REQUIREMENT> Write each entry out again exactly, with nothing omitted.

TASK DATA>
------------------------------------------------

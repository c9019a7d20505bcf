//! SCRFD face detector via ONNX Runtime.
//!
//! Runs the SCRFD anchor-free detector on a letterboxed 640×640 RGB input,
//! decodes the three stride levels and keeps the strongest non-overlapping
//! boxes. Landmark outputs are ignored.

use crate::types::FaceBox;
use image::imageops::{self, FilterType};
use image::RgbImage;
use ndarray::Array4;
use ort::session::Session;
use ort::value::TensorRef;
use std::path::Path;
use thiserror::Error;

const SCRFD_INPUT_SIZE: u32 = 640;
const SCRFD_MEAN: f32 = 127.5;
const SCRFD_STD: f32 = 128.0;
const SCRFD_SCORE_THRESHOLD: f32 = 0.5;
const SCRFD_NMS_THRESHOLD: f32 = 0.4;
const SCRFD_STRIDES: [usize; 3] = [8, 16, 32];
const SCRFD_ANCHORS_PER_CELL: usize = 2;

#[derive(Error, Debug)]
pub enum DetectorError {
    #[error("model file not found: {0}")]
    ModelNotFound(String),
    #[error("inference failed: {0}")]
    InferenceFailed(String),
    #[error("ort: {0}")]
    Ort(#[from] ort::Error),
}

/// Scale applied when fitting the source image into the square input.
/// The image sits in the top-left corner; the rest is zero padding.
#[derive(Debug, Clone, Copy, PartialEq)]
struct Letterbox {
    scale: f32,
    width: u32,
    height: u32,
}

impl Letterbox {
    fn fit(src_width: u32, src_height: u32, target: u32) -> Self {
        let scale = (target as f32 / src_width as f32).min(target as f32 / src_height as f32);
        let width = ((src_width as f32 * scale).round() as u32).clamp(1, target);
        let height = ((src_height as f32 * scale).round() as u32).clamp(1, target);
        Self { scale, width, height }
    }

    /// Map a point in input-tensor space back to source image space.
    fn to_source(&self, x: f32, y: f32) -> (f32, f32) {
        (x / self.scale, y / self.scale)
    }
}

/// SCRFD-based face detector.
pub struct FaceDetector {
    session: Session,
    /// Output indices `(score, bbox)` for strides 8, 16, 32.
    outputs: [(usize, usize); 3],
}

impl FaceDetector {
    /// Load the SCRFD ONNX model from the given path.
    pub fn load(model_path: &Path) -> Result<Self, DetectorError> {
        if !model_path.exists() {
            return Err(DetectorError::ModelNotFound(model_path.display().to_string()));
        }

        let session = Session::builder()?
            .with_intra_threads(2)?
            .commit_from_file(model_path)?;

        let names: Vec<String> = session.outputs().iter().map(|o| o.name().to_string()).collect();
        if names.len() < 6 {
            return Err(DetectorError::InferenceFailed(format!(
                "SCRFD model needs score and bbox outputs for 3 strides, got {} outputs",
                names.len()
            )));
        }

        let outputs = output_layout(&names);
        tracing::info!(
            path = %model_path.display(),
            outputs = ?names,
            layout = ?outputs,
            "loaded SCRFD model"
        );

        Ok(Self { session, outputs })
    }

    /// Detect faces, strongest first.
    pub fn detect(&mut self, image: &RgbImage) -> Result<Vec<FaceBox>, DetectorError> {
        let (width, height) = image.dimensions();
        if width == 0 || height == 0 {
            return Ok(Vec::new());
        }

        let letterbox = Letterbox::fit(width, height, SCRFD_INPUT_SIZE);
        let input = preprocess(image, &letterbox);

        let outputs = self.session.run(ort::inputs![TensorRef::from_array_view(input.view())?])?;

        let mut candidates = Vec::new();
        for (&stride, &(score_idx, bbox_idx)) in SCRFD_STRIDES.iter().zip(self.outputs.iter()) {
            let (_, scores) = outputs[score_idx]
                .try_extract_tensor::<f32>()
                .map_err(|e| DetectorError::InferenceFailed(format!("scores stride {stride}: {e}")))?;
            let (_, bboxes) = outputs[bbox_idx]
                .try_extract_tensor::<f32>()
                .map_err(|e| DetectorError::InferenceFailed(format!("bboxes stride {stride}: {e}")))?;

            candidates.extend(decode_stride(scores, bboxes, stride, &letterbox));
        }

        let faces = suppress_overlaps(candidates, SCRFD_NMS_THRESHOLD);
        tracing::debug!(count = faces.len(), "SCRFD detections");
        Ok(faces)
    }
}

/// Resize into the top-left of a zero-padded square and normalize to NCHW RGB.
fn preprocess(image: &RgbImage, letterbox: &Letterbox) -> Array4<f32> {
    let resized = imageops::resize(image, letterbox.width, letterbox.height, FilterType::Triangle);
    let size = SCRFD_INPUT_SIZE as usize;
    let pad = (0.0 - SCRFD_MEAN) / SCRFD_STD;

    let mut tensor = Array4::<f32>::from_elem((1, 3, size, size), pad);
    for (x, y, pixel) in resized.enumerate_pixels() {
        for c in 0..3 {
            tensor[[0, c, y as usize, x as usize]] = (pixel[c] as f32 - SCRFD_MEAN) / SCRFD_STD;
        }
    }
    tensor
}

/// Pick output indices by tensor name (`score_8`, `bbox_16`, ...) when the
/// export names them, otherwise assume `[scores 8/16/32, bboxes 8/16/32, ...]`.
fn output_layout(names: &[String]) -> [(usize, usize); 3] {
    let index_of = |kind: &str, stride: usize| {
        let wanted = format!("{kind}_{stride}");
        names.iter().position(|n| *n == wanted)
    };

    let named: Option<Vec<(usize, usize)>> = SCRFD_STRIDES
        .iter()
        .map(|&s| Some((index_of("score", s)?, index_of("bbox", s)?)))
        .collect();

    match named {
        Some(found) => [found[0], found[1], found[2]],
        None => [(0, 3), (1, 4), (2, 5)],
    }
}

/// Decode candidate boxes for one stride level into source image space.
fn decode_stride(
    scores: &[f32],
    bboxes: &[f32],
    stride: usize,
    letterbox: &Letterbox,
) -> Vec<FaceBox> {
    let grid = SCRFD_INPUT_SIZE as usize / stride;
    let step = stride as f32;

    scores
        .iter()
        .take(grid * grid * SCRFD_ANCHORS_PER_CELL)
        .enumerate()
        .filter(|&(_, &score)| score > SCRFD_SCORE_THRESHOLD)
        .filter_map(|(idx, &score)| {
            let offsets = bboxes.get(idx * 4..idx * 4 + 4)?;
            let cell = idx / SCRFD_ANCHORS_PER_CELL;
            let cx = (cell % grid) as f32 * step;
            let cy = (cell / grid) as f32 * step;

            let (x1, y1) = letterbox.to_source(cx - offsets[0] * step, cy - offsets[1] * step);
            let (x2, y2) = letterbox.to_source(cx + offsets[2] * step, cy + offsets[3] * step);
            Some(FaceBox {
                x: x1,
                y: y1,
                width: x2 - x1,
                height: y2 - y1,
                confidence: score,
            })
        })
        .collect()
}

/// Greedy non-maximum suppression; returns survivors by descending confidence.
fn suppress_overlaps(mut candidates: Vec<FaceBox>, iou_threshold: f32) -> Vec<FaceBox> {
    candidates.sort_by(|a, b| b.confidence.total_cmp(&a.confidence));

    let mut kept: Vec<FaceBox> = Vec::new();
    for candidate in candidates {
        if kept.iter().all(|k| k.iou(&candidate) <= iou_threshold) {
            kept.push(candidate);
        }
    }
    kept
}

------------------------------------------------

ANSWER FOR THIS EXERCISE>
repository c9019a7d20505bcf
//! SCRFD face detector via ONNX Runtime.
//!
//! Runs the SCRFD anchor-free detector on a letterboxed 640×640 RGB input,
//! decodes the three stride levels and keeps the strongest non-overlapping
//! boxes. Landmark outputs are ignored.

use crate::types::FaceBox;
use image::imageops::{self, FilterType};
use image::RgbImage;
use ndarray::Array4;
use ort::session::Session;
use ort::value::TensorRef;
use std::path::Path;
use thiserror::Error;

const SCRFD_INPUT_SIZE: u32 = 640;
const SCRFD_MEAN: f32 = 127.5;
const SCRFD_STD: f32 = 128.0;
const SCRFD_SCORE_THRESHOLD: f32 = 0.5;
const SCRFD_NMS_THRESHOLD: f32 = 0.4;
const SCRFD_STRIDES: [usize; 3] = [8, 16, 32];
const SCRFD_ANCHORS_PER_CELL: usize = 2;

#[derive(Error, Debug)]
pub enum DetectorError {
    #[error("model file not found: {0}")]
    ModelNotFound(String),
    #[error("inference failed: {0}")]
    InferenceFailed(String),
    #[error("ort: {0}")]
    Ort(#[from] ort::Error),
}

/// Scale applied when fitting the source image into the square input.
/// The image sits in the top-left corner; the rest is zero padding.
#[derive(Debug, Clone, Copy, PartialEq)]
struct Letterbox {
    scale: f32,
    width: u32,
    height: u32,
}

impl Letterbox {
    fn fit(src_width: u32, src_height: u32, target: u32) -> Self {
        let scale = (target as f32 / src_width as f32).min(target as f32 / src_height as f32);
        let width = ((src_width as f32 * scale).round() as u32).clamp(1, target);
        let height = ((src_height as f32 * scale).round() as u32).clamp(1, target);
        Self { scale, width, height }
    }

    /// Map a point in input-tensor space back to source image space.
    fn to_source(&self, x: f32, y: f32) -> (f32, f32) {
        (x / self.scale, y / self.scale)
    }
}

/// SCRFD-based face detector.
pub struct FaceDetector {
    session: Session,
    /// Output indices `(score, bbox)` for strides 8, 16, 32.
    outputs: [(usize, usize); 3],
}

impl FaceDetector {
    /// Load the SCRFD ONNX model from the given path.
    pub fn load(model_path: &Path) -> Result<Self, DetectorError> {
        if !model_path.exists() {
            return Err(DetectorError::ModelNotFound(model_path.display().to_string()));
        }

        let session = Session::builder()?
            .with_intra_threads(2)?
            .commit_from_file(model_path)?;

        let names: Vec<String> = session.outputs().iter().map(|o| o.name().to_string()).collect();
        if names.len() < 6 {
            return Err(DetectorError::InferenceFailed(format!(
                "SCRFD model needs score and bbox outputs for 3 strides, got {} outputs",
                names.len()
            )));
        }

        let outputs = output_layout(&names);
        tracing::info!(
            path = %model_path.display(),
            outputs = ?names,
            layout = ?outputs,
            "loaded SCRFD model"
        );

        Ok(Self { session, outputs })
    }

    /// Detect faces, strongest first.
    pub fn detect(&mut self, image: &RgbImage) -> Result<Vec<FaceBox>, DetectorError> {
        let (width, height) = image.dimensions();
        if width == 0 || height == 0 {
            return Ok(Vec::new());
        }

        let letterbox = Letterbox::fit(width, height, SCRFD_INPUT_SIZE);
        let input = preprocess(image, &letterbox);

        let outputs = self.session.run(ort::inputs![TensorRef::from_array_view(input.view())?])?;

        let mut candidates = Vec::new();
        for (&stride, &(score_idx, bbox_idx)) in SCRFD_STRIDES.iter().zip(self.outputs.iter()) {
            let (_, scores) = outputs[score_idx]
                .try_extract_tensor::<f32>()
                .map_err(|e| DetectorError::InferenceFailed(format!("scores stride {stride}: {e}")))?;
            let (_, bboxes) = outputs[bbox_idx]
                .try_extract_tensor::<f32>()
                .map_err(|e| DetectorError::InferenceFailed(format!("bboxes stride {stride}: {e}")))?;

            candidates.extend(decode_stride(scores, bboxes, stride, &letterbox));
        }

        let faces = suppress_overlaps(candidates, SCRFD_NMS_THRESHOLD);
        tracing::debug!(count = faces.len(), "SCRFD detections");
        Ok(faces)
    }
}

/// Resize into the top-left of a zero-padded square and normalize to NCHW RGB.
fn preprocess(image: &RgbImage, letterbox: &Letterbox) -> Array4<f32> {
    let resized = imageops::resize(image, letterbox.width, letterbox.height, FilterType::Triangle);
    let size = SCRFD_INPUT_SIZE as usize;
    let pad = (0.0 - SCRFD_MEAN) / SCRFD_STD;

    let mut tensor = Array4::<f32>::from_elem((1, 3, size, size), pad);
    for (x, y, pixel) in resized.enumerate_pixels() {
        for c in 0..3 {
            tensor[[0, c, y as usize, x as usize]] = (pixel[c] as f32 - SCRFD_MEAN) / SCRFD_STD;
        }
    }
    tensor
}

/// Pick output indices by tensor name (`score_8`, `bbox_16`, ...) when the
/// export names them, otherwise assume `[scores 8/16/32, bboxes 8/16/32, ...]`.
fn output_layout(names: &[String]) -> [(usize, usize); 3] {
    let index_of = |kind: &str, stride: usize| {
        let wanted = format!("{kind}_{stride}");
        names.iter().position(|n| *n == wanted)
    };

    let named: Option<Vec<(usize, usize)>> = SCRFD_STRIDES
        .iter()
        .map(|&s| Some((index_of("score", s)?, index_of("bbox", s)?)))
        .collect();

    match named {
        Some(found) => [found[0], found[1], found[2]],
        None => [(0, 3), (1, 4), (2, 5)],
    }
}

/// Decode candidate boxes for one stride level into source image space.
fn decode_stride(
    scores: &[f32],
    bboxes: &[f32],
    stride: usize,
    letterbox: &Letterbox,
) -> Vec<FaceBox> {
    let grid = SCRFD_INPUT_SIZE as usize / stride;
    let step = stride as f32;

    scores
        .iter()
        .take(grid * grid * SCRFD_ANCHORS_PER_CELL)
        .enumerate()
        .filter(|&(_, &score)| score > SCRFD_SCORE_THRESHOLD)
        .filter_map(|(idx, &score)| {
            let offsets = bboxes.get(idx * 4..idx * 4 + 4)?;
            let cell = idx / SCRFD_ANCHORS_PER_CELL;
            let cx = (cell % grid) as f32 * step;
            let cy = (cell / grid) as f32 * step;

            let (x1, y1) = letterbox.to_source(cx - offsets[0] * step, cy - offsets[1] * step);
            let (x2, y2) = letterbox.to_source(cx + offsets[2] * step, cy + offsets[3] * step);
            Some(FaceBox {
                x: x1,
                y: y1,
                width: x2 - x1,
                height: y2 - y1,
                confidence: score,
            })
        })
        .collect()
}

/// Greedy non-maximum suppression; returns survivors by descending confidence.
fn suppress_overlaps(mut candidates: Vec<FaceBox>, iou_threshold: f32) -> Vec<FaceBox> {
    candidates.sort_by(|a, b| b.confidence.total_cmp(&a.confidence));

    let mut kept: Vec<FaceBox> = Vec::new();
    for candidate in candidates {
        if kept.iter().all(|k| k.iou(&candidate) <= iou_threshold) {
            kept.push(candidate);
        }
    }
    kept
}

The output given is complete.